Two UBC professors said they are planning to teach their courses online until the number of COVID-19 cases decreases and additional safety measures are adopted by BC, despite a return to in-person learning.
On August 25, Dr. Michael Byers, a professor in the department of political science, tweeted that he would not teach “100 students in a lecture room without a vaccine mandate.”
I've just informed my department head that I will not teach 100 students in a lecture room without a vaccine mandate.— Michael Byers (@michael_byers) August 24, 2021
I'm confident that both the science and the law support me on this.
I am willing to teach on-line, like last year.@UBC @ubcprez @AnneKangMLA @adriandix #bcpoli
On the same day, Dr. Steve Morgan, a professor in the school of population and public health, tweeted that he would be teaching his courses online until the fourth wave passed.
In his thread, he wrote that he did not feel it was safe to return to campus yet, with the growing number of Delta variant cases and the lack of a vaccine requirement.
“Watching the situation unfold in British Columbia, particularly amongst university-age populations, for me it became increasingly clear that I couldn't, in good conscience, hold a class live in a seminar and for students that were anxious or clinically at risk,” Morgan said in an interview with The Ubyssey.
Morgan said he got an overwhelmingly positive response from his students and colleagues as well as a few of his superiors when he announced he would be teaching online.
“There's been tremendous response from students, reaching out to say that they think that this is truly the right thing to do. I've had students reach out to me and ask, is it possible that more of their instructors could possibly do the same thing?” Morgan said.
Morgan said perhaps return-to-campus plans were based on “optimistic assumptions” back when the pandemic was more under control. Now, he said, BC needs to adjust based on the current situation.
“If the assumptions are false at this point, we need to change the policy,” Morgan said. He thinks many in-person courses could be moved online in a timely manner during the height of the Delta wave so as to “mitigate the size of that wave and the consequences it has for students and families.”
Morgan said he did not seek permission to switch to an online mode of course delivery.
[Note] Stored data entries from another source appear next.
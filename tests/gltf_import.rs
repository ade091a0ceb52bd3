//! Tests for loading characters from glTF
//!
//! The test document has two joints. The skin lists the spine before the
//! hips, so the original joint order is the reverse of the hierarchy order.
//! Buffer data is embedded as base64:
//! - 2 key times, 0 and 1
//! - 2 spine rotations, identity then a quarter turn about Z
//! - 2 hips translations, (0, 1, 0) then (1, 1, 0)
//! - 2 inverse bind matrices for the spine and hips

use armature::{
    animation::{pose, AnimationTask},
    import::{gltf_file, ImportError, ImportOptions},
    skin, util, Animator, ArmError, SkinningMatrices,
};
use log::info;
use nalgebra_glm as glm;
use std::sync::Once;

const EPSILON: f32 = 0.0005f32; // Small value for float comparisons
static INIT: Once = Once::new();

fn init_tests() {
    INIT.call_once(|| {
        env_logger::init();
    });
}

const RIG: &str = r#"{
  "asset": { "version": "2.0" },
  "scene": 0,
  "scenes": [ { "nodes": [0] } ],
  "nodes": [
    { "name": "hips", "translation": [0.0, 1.0, 0.0], "children": [1] },
    { "name": "spine", "translation": [0.0, 0.5, 0.0] }
  ],
  "skins": [ { "name": "rig", "joints": [1, 0], "inverseBindMatrices": 3 } ],
  "animations": [
    {
      "name": "bend",
      "channels": [
        { "sampler": 0, "target": { "node": 1, "path": "rotation" } },
        { "sampler": 1, "target": { "node": 0, "path": "translation" } }
      ],
      "samplers": [
        { "input": 0, "output": 1, "interpolation": "LINEAR" },
        { "input": 0, "output": 2, "interpolation": "LINEAR" }
      ]
    }
  ],
  "accessors": [
    { "bufferView": 0, "componentType": 5126, "count": 2, "type": "SCALAR",
      "min": [0.0], "max": [1.0] },
    { "bufferView": 1, "componentType": 5126, "count": 2, "type": "VEC4" },
    { "bufferView": 2, "componentType": 5126, "count": 2, "type": "VEC3" },
    { "bufferView": 3, "componentType": 5126, "count": 2, "type": "MAT4" },
    { "bufferView": 0, "componentType": 5126, "count": 2, "type": "SCALAR",
      "min": [0.0], "max": [1.0] }
  ],
  "bufferViews": [
    { "buffer": 0, "byteOffset": 0, "byteLength": 8 },
    { "buffer": 0, "byteOffset": 8, "byteLength": 32 },
    { "buffer": 0, "byteOffset": 40, "byteLength": 24 },
    { "buffer": 0, "byteOffset": 64, "byteLength": 128 }
  ],
  "buffers": [
    {
      "byteLength": 192,
      "uri": "data:application/octet-stream;base64,AAAAAAAAgD8AAAAAAAAAAAAAAAAAAIA/AAAAAAAAAADzBDU/8wQ1PwAAAAAAAIA/AAAAAAAAgD8AAIA/AAAAAAAAgD8AAAAAAAAAAAAAAAAAAAAAAACAPwAAAAAAAAAAAAAAAAAAAAAAAIA/AAAAAAAAAAAAAMC/AAAAAAAAgD8AAIA/AAAAAAAAAAAAAAAAAAAAAAAAgD8AAAAAAAAAAAAAAAAAAAAAAACAPwAAAAAAAAAAAACAvwAAAAAAAIA/"
    }
  ]
}"#;

const SKIN: &str = concat!(
    r#""skins": [ { "name": "rig", "joints": [1, 0], "#,
    r#""inverseBindMatrices": 3 } ],"#
);

fn vec_eq(a: &glm::Vec3, b: &glm::Vec3) -> bool {
    let c = glm::equal_eps(a, b, EPSILON);
    c.x && c.y && c.z
}

#[test]
fn joint_order() {
    init_tests();
    let character =
        gltf_file::load_slice(RIG.as_bytes(), &ImportOptions::default())
            .unwrap();
    let skeleton = &character.skeleton;
    assert_eq!(skeleton.name(), "rig");
    assert_eq!(skeleton.joint_count(), 2);
    assert_eq!(skeleton.joints()[0].name, "hips");
    assert_eq!(skeleton.joints()[1].name, "spine");
    assert_eq!(skeleton.by_original(0).unwrap().name, "spine");
    assert_eq!(skeleton.by_original(1).unwrap().name, "hips");
    assert_eq!(skeleton.roots(), &[0]);

    assert_eq!(character.animations.len(), 1);
    let clip = &character.animations[0];
    assert_eq!(clip.name(), "bend");
    assert!((clip.duration() - 1.0).abs() < EPSILON);
    assert!(clip.covers(skeleton).is_ok());
}

#[test]
fn play_imported() {
    init_tests();
    let character =
        gltf_file::load_slice(RIG.as_bytes(), &ImportOptions::default())
            .unwrap();
    let mut animator = Animator::new();
    let skin = animator.add_character(character).unwrap();
    let c = animator.spawn(skin).unwrap();
    let bend = animator.clip_id(skin, "bend").unwrap();
    let task = animator
        .add_task(c, AnimationTask::clip(bend, 0.0).looping(false))
        .unwrap();

    // Clamped at the last keys
    animator.play(c, task, 0.0, 0.0, 5.0).unwrap();
    let hips = animator.bone_location(c, "hips").unwrap();
    let spine = animator.bone_location(c, 0usize).unwrap();
    assert!(vec_eq(&util::translation_of(&hips), &glm::vec3(1.0, 1.0, 0.0)));
    assert!(vec_eq(&util::translation_of(&spine), &glm::vec3(1.0, 1.5, 0.0)));

    // The spine's local Y axis now points along -X
    let y = spine * glm::vec4(0.0, 1.0, 0.0, 0.0);
    info!("spine y axis {:?}", y);
    assert!(vec_eq(&y.xyz(), &glm::vec3(-1.0, 0.0, 0.0)));
}

#[test]
fn file_inverse_bind_matches_computed() {
    init_tests();
    let computed =
        gltf_file::load_slice(RIG.as_bytes(), &ImportOptions::default())
            .unwrap();
    let options = ImportOptions {
        file_inverse_bind: true,
        ..ImportOptions::default()
    };
    let from_file = gltf_file::load_slice(RIG.as_bytes(), &options).unwrap();
    for (a, b) in computed
        .skeleton
        .joints()
        .iter()
        .zip(from_file.skeleton.joints())
    {
        let c =
            glm::equal_columns_eps(&a.inverse_bind, &b.inverse_bind, EPSILON);
        assert!(c.x && c.y && c.z && c.w, "{}", a.name);
    }
}

#[test]
fn swizzle_and_scale() {
    init_tests();
    let options = ImportOptions {
        swizzle: true,
        scale: 2.0,
        file_inverse_bind: true,
        ..ImportOptions::default()
    };
    let character = gltf_file::load_slice(RIG.as_bytes(), &options).unwrap();
    let skeleton = &character.skeleton;
    let mut world = SkinningMatrices::new();
    pose::bind_pose(skeleton, &mut world).unwrap();

    // Y up becomes Z up
    let spine = util::translation_of(world.get(0).unwrap());
    assert!(vec_eq(&spine, &glm::vec3(0.0, 0.0, 3.0)));

    // Inverse binds from the file are converted the same way
    for joint in skeleton.joints() {
        let m = world.get(joint.original_index).unwrap() * joint.inverse_bind;
        let c = glm::equal_columns_eps(&m, &glm::Mat4::identity(), EPSILON);
        assert!(c.x && c.y && c.z && c.w, "{}", joint.name);
    }
}

#[test]
fn placed_under_armature_node() {
    init_tests();
    let placed = RIG
        .replace(
            r#""scenes": [ { "nodes": [0] } ]"#,
            r#""scenes": [ { "nodes": [2] } ]"#,
        )
        .replace(
            r#"{ "name": "spine", "translation": [0.0, 0.5, 0.0] }"#,
            concat!(
                r#"{ "name": "spine", "translation": [0.0, 0.5, 0.0] },"#,
                r#"{ "name": "Armature", "translation": [5.0, 0.0, 0.0], "#,
                r#""scale": [2.0, 2.0, 2.0], "children": [0] }"#
            ),
        );
    let character =
        gltf_file::load_slice(placed.as_bytes(), &ImportOptions::default())
            .unwrap();
    assert_eq!(character.skeleton.joint_count(), 2);

    let mut world = SkinningMatrices::new();
    pose::bind_pose(&character.skeleton, &mut world).unwrap();
    let mut palette = SkinningMatrices::new();
    skin::export(&character.skeleton, &world, &mut palette).unwrap();
    for m in palette.as_slice() {
        let c = glm::equal_columns_eps(m, &glm::Mat4::identity(), EPSILON);
        assert!(c.x && c.y && c.z && c.w);
    }

    let mut animator = Animator::new();
    let skin = animator.add_character(character).unwrap();
    let c = animator.spawn(skin).unwrap();
    let bend = animator.clip_id(skin, "bend").unwrap();
    let task = animator
        .add_task(c, AnimationTask::clip(bend, 0.0).looping(false))
        .unwrap();
    animator.play(c, task, 0.0, 0.0, 5.0).unwrap();
    let hips = animator.bone_location(c, "hips").unwrap();
    let spine = animator.bone_location(c, "spine").unwrap();
    assert!(vec_eq(&util::translation_of(&hips), &glm::vec3(7.0, 2.0, 0.0)));
    assert!(vec_eq(&util::translation_of(&spine), &glm::vec3(7.0, 3.0, 0.0)));
}

#[test]
fn load_from_file() {
    init_tests();
    let path = std::env::temp_dir().join("armature_rig.gltf");
    std::fs::write(&path, RIG).unwrap();
    let character =
        gltf_file::load(&path, &ImportOptions::default()).unwrap();
    assert_eq!(character.skeleton.joint_count(), 2);
    let _ = std::fs::remove_file(&path);
}

#[test]
fn skin_count() {
    init_tests();
    let none = RIG.replace(SKIN, "");
    assert!(matches!(
        gltf_file::load_slice(none.as_bytes(), &ImportOptions::default()),
        Err(ArmError::ImportError(ImportError::NoSkin))
    ));

    let two = RIG.replace(
        SKIN,
        r#""skins": [ { "joints": [0] }, { "joints": [1] } ],"#,
    );
    assert!(matches!(
        gltf_file::load_slice(two.as_bytes(), &ImportOptions::default()),
        Err(ArmError::ImportError(ImportError::MultipleSkins(2)))
    ));
}

#[test]
fn single_input() {
    init_tests();
    let split = RIG.replace(
        r#"{ "input": 0, "output": 2"#,
        r#"{ "input": 4, "output": 2"#,
    );
    assert!(matches!(
        gltf_file::load_slice(split.as_bytes(), &ImportOptions::default()),
        Err(ArmError::ImportError(ImportError::MultipleInputs(_)))
    ));

    let options = ImportOptions {
        single_input: false,
        ..ImportOptions::default()
    };
    assert!(gltf_file::load_slice(split.as_bytes(), &options).is_ok());
}

#[test]
fn missing_file() {
    let r = gltf_file::load(
        std::path::Path::new("no/such/rig.gltf"),
        &ImportOptions::default(),
    );
    assert!(matches!(r, Err(ArmError::StdIoError(_))));
}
“I would like to put pressure on that leadership, to make sure that the assumptions behind having students back in classrooms are in fact met and that the considerations of student well-being, the well-being of their family members and the well-being of staff and faculty are really being taken into account when making decisions,” he said.
Since Morgan’s and Byers’ tweets, UBC announced rapid testing for those who have not been vaccinated. UBC Media Relations did not comment in specific on the decision made by these professors the prevalence of online classes for the fall term.
Following the statement, Morgan said the “details are too scarce to determine how effective these measures will be,” but said they were a step in the right direction. He said he would consult with his students on what would be the best way to move forward.
Byers declined to comment further on his decision and did not inform The Ubyssey if his plans had changed since the announcement of rapid testing.